Data entries:
-- Opening Marker --

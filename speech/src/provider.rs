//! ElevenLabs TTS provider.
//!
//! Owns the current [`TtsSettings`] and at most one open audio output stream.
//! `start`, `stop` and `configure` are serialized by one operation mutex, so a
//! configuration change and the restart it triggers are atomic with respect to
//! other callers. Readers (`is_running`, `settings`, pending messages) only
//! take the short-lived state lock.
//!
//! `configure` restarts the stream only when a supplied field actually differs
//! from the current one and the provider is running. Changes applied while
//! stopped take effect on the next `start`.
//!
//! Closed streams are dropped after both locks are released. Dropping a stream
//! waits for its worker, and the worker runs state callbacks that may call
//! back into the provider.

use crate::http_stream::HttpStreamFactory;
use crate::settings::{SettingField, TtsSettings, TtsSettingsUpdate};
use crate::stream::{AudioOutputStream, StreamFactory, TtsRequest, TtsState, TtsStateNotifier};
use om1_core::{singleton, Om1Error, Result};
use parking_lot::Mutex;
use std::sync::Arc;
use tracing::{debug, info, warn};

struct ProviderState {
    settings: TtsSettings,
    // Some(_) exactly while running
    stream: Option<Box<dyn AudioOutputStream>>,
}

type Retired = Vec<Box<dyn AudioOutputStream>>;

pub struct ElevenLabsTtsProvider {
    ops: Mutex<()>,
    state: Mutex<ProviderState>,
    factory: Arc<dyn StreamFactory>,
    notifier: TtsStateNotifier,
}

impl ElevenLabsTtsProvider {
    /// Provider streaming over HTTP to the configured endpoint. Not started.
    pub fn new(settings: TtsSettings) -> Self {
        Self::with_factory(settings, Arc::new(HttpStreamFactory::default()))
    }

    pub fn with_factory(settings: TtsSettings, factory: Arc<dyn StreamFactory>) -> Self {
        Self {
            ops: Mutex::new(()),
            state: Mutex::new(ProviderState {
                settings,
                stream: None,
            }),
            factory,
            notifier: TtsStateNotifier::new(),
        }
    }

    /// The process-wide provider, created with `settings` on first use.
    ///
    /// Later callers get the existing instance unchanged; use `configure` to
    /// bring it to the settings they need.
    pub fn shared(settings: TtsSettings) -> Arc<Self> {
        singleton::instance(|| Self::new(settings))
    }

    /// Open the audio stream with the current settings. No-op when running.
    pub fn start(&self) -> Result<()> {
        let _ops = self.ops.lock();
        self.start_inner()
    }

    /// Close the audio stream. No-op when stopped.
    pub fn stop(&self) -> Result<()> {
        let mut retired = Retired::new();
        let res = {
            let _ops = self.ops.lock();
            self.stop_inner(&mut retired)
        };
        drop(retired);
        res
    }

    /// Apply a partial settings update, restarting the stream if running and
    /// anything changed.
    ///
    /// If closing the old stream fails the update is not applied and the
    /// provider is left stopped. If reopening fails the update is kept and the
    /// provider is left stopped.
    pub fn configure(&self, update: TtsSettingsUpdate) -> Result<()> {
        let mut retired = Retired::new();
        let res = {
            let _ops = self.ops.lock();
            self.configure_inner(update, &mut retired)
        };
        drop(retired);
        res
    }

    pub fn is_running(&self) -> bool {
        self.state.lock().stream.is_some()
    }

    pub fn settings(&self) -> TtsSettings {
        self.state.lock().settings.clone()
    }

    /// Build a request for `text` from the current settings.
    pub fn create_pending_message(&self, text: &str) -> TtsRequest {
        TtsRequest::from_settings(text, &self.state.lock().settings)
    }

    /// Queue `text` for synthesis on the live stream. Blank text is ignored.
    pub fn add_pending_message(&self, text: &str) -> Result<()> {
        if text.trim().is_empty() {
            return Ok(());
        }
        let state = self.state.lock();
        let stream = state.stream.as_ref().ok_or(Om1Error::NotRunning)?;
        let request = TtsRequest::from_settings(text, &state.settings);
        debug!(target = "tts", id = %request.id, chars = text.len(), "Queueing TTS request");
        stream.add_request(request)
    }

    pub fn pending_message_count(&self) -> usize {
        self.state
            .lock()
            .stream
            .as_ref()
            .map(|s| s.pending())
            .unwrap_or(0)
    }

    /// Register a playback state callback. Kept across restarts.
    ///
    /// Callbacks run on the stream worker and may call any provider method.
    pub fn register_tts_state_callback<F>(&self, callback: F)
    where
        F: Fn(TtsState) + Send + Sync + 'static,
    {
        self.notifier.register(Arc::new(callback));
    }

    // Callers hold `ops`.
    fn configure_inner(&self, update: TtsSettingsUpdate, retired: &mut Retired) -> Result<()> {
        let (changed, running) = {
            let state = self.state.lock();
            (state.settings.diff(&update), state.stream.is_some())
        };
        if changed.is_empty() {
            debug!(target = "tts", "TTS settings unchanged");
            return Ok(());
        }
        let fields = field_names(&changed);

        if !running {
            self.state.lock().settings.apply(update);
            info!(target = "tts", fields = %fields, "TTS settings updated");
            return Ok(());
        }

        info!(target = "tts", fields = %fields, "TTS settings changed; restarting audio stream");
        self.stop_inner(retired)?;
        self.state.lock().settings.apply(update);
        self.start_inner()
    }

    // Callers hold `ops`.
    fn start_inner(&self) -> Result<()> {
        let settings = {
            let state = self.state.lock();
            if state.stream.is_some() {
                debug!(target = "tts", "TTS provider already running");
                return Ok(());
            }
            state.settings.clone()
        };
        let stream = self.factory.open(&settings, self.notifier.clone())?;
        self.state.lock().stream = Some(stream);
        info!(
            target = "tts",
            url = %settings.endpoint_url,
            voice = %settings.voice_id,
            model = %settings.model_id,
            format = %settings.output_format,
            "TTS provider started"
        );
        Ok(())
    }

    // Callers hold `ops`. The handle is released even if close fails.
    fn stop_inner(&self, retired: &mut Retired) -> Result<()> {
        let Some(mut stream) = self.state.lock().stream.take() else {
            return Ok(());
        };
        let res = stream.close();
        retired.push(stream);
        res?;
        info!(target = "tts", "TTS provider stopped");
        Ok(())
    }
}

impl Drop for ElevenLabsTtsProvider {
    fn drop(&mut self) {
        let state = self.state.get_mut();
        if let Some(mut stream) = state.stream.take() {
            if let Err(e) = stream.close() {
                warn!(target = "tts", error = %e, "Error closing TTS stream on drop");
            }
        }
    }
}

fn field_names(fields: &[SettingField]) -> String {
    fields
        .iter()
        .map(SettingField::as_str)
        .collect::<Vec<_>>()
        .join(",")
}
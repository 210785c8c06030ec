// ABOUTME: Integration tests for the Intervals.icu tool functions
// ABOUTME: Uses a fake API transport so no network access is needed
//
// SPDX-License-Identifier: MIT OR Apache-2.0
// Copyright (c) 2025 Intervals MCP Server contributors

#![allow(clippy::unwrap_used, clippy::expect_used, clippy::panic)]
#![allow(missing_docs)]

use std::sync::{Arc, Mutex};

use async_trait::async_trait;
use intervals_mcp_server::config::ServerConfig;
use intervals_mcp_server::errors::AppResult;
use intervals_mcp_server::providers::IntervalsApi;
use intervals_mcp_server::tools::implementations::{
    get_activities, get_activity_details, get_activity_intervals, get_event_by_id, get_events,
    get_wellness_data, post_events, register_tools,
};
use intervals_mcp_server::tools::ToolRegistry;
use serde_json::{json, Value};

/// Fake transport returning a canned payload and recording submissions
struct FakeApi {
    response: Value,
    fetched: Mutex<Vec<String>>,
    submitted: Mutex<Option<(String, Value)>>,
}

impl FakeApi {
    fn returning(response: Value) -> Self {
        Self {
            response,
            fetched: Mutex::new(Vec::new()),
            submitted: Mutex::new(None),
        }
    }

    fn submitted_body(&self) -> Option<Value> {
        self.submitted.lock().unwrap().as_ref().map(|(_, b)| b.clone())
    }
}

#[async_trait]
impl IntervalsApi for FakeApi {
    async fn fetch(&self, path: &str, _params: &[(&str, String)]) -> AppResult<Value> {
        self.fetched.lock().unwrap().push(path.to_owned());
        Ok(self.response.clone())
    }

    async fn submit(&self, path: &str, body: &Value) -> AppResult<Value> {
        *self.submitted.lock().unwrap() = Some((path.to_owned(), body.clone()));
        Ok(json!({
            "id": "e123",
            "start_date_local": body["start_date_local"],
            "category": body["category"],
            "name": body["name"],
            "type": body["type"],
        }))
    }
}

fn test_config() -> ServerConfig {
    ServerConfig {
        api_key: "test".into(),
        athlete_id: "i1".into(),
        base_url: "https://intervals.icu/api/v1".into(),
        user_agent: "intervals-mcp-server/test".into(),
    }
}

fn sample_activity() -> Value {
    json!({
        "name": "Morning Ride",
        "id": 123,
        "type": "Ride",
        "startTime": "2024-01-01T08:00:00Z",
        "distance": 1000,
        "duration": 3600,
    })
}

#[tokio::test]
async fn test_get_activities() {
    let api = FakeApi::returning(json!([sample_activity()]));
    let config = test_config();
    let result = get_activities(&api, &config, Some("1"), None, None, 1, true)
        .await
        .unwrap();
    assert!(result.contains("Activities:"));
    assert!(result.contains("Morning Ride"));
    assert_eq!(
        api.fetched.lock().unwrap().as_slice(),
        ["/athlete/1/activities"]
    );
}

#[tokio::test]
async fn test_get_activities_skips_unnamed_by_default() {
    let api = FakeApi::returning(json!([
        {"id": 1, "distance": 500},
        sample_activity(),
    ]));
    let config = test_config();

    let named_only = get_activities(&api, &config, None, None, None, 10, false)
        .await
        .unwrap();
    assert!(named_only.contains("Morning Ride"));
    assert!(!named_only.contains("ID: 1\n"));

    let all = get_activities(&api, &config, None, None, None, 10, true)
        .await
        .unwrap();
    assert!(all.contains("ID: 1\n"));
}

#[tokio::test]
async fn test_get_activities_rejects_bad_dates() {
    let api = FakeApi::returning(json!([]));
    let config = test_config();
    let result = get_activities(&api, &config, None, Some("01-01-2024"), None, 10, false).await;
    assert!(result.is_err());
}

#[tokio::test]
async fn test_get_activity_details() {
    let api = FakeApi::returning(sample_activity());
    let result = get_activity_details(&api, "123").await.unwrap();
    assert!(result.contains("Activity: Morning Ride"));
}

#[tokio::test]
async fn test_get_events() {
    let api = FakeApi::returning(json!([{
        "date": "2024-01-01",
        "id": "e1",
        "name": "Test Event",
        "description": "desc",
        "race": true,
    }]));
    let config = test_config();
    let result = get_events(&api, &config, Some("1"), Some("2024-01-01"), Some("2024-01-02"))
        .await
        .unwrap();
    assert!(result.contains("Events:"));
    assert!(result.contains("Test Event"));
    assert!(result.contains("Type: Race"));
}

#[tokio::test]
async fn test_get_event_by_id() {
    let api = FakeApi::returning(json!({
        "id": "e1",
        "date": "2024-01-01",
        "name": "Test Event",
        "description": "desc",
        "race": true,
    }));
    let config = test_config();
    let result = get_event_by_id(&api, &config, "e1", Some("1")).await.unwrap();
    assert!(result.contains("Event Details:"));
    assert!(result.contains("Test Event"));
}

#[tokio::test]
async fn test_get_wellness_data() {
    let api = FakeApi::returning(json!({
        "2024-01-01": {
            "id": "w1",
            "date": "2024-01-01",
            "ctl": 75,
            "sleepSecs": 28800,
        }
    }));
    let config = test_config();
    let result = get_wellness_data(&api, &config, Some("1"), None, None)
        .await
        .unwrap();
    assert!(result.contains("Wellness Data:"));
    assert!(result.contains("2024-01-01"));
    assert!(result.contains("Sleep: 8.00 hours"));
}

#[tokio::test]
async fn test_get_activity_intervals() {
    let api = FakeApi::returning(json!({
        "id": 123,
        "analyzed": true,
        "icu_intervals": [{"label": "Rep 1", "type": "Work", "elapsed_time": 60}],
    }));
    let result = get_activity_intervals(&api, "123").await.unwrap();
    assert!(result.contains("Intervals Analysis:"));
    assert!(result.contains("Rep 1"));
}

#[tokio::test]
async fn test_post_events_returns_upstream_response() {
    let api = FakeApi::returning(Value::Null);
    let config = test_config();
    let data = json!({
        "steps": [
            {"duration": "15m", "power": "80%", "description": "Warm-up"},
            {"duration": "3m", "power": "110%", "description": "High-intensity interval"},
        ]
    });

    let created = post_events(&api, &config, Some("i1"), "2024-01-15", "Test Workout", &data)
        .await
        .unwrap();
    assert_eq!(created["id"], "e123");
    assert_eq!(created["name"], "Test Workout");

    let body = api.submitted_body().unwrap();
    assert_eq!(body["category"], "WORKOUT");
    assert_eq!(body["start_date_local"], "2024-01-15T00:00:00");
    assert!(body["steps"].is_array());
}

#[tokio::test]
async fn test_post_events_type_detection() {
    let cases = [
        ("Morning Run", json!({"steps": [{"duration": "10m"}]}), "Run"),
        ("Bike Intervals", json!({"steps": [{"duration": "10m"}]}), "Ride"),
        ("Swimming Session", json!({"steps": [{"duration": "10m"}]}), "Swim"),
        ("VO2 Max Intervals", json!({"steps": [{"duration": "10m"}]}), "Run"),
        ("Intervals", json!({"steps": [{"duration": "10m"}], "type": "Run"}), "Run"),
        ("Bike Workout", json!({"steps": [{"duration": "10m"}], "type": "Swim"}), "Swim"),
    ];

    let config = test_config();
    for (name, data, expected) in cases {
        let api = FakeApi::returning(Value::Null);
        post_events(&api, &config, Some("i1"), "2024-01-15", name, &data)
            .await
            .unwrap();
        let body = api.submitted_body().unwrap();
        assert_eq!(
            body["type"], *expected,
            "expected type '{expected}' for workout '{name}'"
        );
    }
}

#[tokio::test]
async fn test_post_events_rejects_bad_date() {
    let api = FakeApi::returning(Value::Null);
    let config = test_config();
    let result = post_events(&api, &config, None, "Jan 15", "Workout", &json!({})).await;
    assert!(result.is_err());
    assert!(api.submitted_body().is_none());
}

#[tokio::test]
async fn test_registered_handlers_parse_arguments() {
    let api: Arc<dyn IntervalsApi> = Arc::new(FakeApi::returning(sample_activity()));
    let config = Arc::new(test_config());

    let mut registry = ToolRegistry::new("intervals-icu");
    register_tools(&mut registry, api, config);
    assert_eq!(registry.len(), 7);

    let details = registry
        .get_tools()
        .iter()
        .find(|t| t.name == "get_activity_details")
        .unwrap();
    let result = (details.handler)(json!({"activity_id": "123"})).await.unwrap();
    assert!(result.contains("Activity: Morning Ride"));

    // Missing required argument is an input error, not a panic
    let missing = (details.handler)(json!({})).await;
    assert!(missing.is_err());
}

-- Closing Marker --

- _WHAT YOU HAVE TO DO_
How many of the lines above hold "into"? Answer with only the number.

- _TASK SOLUTION_
5